The concept of internal validity allows claims about the treatment methods tested. With robust clinical trial design one can determine if true statistical differences exist between intervention and control groups. However, these statistical claims are only valid for the population observed in the RCT. Systematic reviews gather related RCTs, standardizing the differences between trials and providing documentation of the trends of findings for a particular disease or target therapy. Efforts such as the Cochrane Collaboration recognized the need for maintaining unbiased systematic review and meta-analysis for all of medical research. Contributions by members of the community to collaborations ensure that more medical treatments are reviewed than in the past.

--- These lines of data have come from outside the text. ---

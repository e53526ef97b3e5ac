use crate::dto::cliente_dto::{ClienteCreadoResponse, RfcExisteResponse};
use crate::dto::CrearClienteRequest;
use crate::models::Cliente;
use crate::repositories::cliente_repository::ClienteRepository;
use crate::utils::errors::AppError;
use sqlx::SqlitePool;
use tracing::info;
use uuid::Uuid;

pub struct ClienteController {
    repository: ClienteRepository,
}

impl ClienteController {
    pub fn new(pool: SqlitePool) -> Self {
        Self {
            repository: ClienteRepository::new(pool),
        }
    }

    pub async fn create(&self, request: CrearClienteRequest) -> Result<ClienteCreadoResponse, AppError> {
        // Validar campos obligatorios
        let (nombre, telefono) = match request.datos_obligatorios() {
            Some((nombre, telefono)) => (nombre.to_string(), telefono.to_string()),
            None => {
                return Err(AppError::BadRequest("Faltan datos obligatorios".to_string()));
            }
        };

        // RFC vacío se guarda como NULL para que el índice único
        // no trate dos clientes sin RFC como duplicados.
        let rfc = request.rfc.filter(|r| !r.is_empty());

        let cliente = Cliente {
            id: Uuid::new_v4().to_string(),
            nombre,
            telefono,
            direccion: request.direccion,
            codigo_postal: request.codigo_postal,
            rfc,
            sexo: request.sexo,
            fecha_nacimiento: request.fecha_nacimiento,
        };

        self.repository.create(&cliente).await?;

        info!("✅ Cliente agregado: {}", cliente.nombre);

        Ok(ClienteCreadoResponse {
            mensaje: "Cliente agregado correctamente".to_string(),
            cliente_id: cliente.id,
        })
    }

    pub async fn list(&self) -> Result<Vec<Cliente>, AppError> {
        self.repository.list_all().await
    }

    /// Verificación de RFC del formulario de registro
    ///
    /// Sin parámetro o con cadena vacía responde `exists: false`, igual
    /// que una búsqueda de un RFC que nadie tiene.
    pub async fn rfc_exists(&self, rfc: Option<String>) -> Result<RfcExisteResponse, AppError> {
        let exists = match rfc.as_deref().filter(|r| !r.is_empty()) {
            Some(rfc) => self.repository.rfc_exists(rfc).await?,
            None => false,
        };

        Ok(RfcExisteResponse { exists })
    }
}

Meta-analyses generate a further statistical evaluation of the internal validity of a set of RCTs linked through the systematic review process. In essence, meta-analysis aggregates the statistical findings of a group of RCTs into the semblance of a single, larger study. This analysis is not a combination of all the raw data from the individual populations of each trial, but an examination of the outcome statistics calculated in the results of each trial by performing a weighted average. This revised statistical evaluation of the individual findings is used to make claims about the consensus of medical research on the given topic examined. The conflicting information from RCTs can lead to inconclusive findings concerning a treatment with the suggestion of further research. Significant findings from a meta-analysis are suggestive of strong associations of the experimental findings; however, these conclusions are still decidedly internal as the analysis steps examine the consensus of medical research and do not directly evaluate the external applicability by applying findings from the RCTs to different populations. Thus, it remains difficult to apply the knowledge to future cases where not all circumstances of the RCT-defined environment will hold.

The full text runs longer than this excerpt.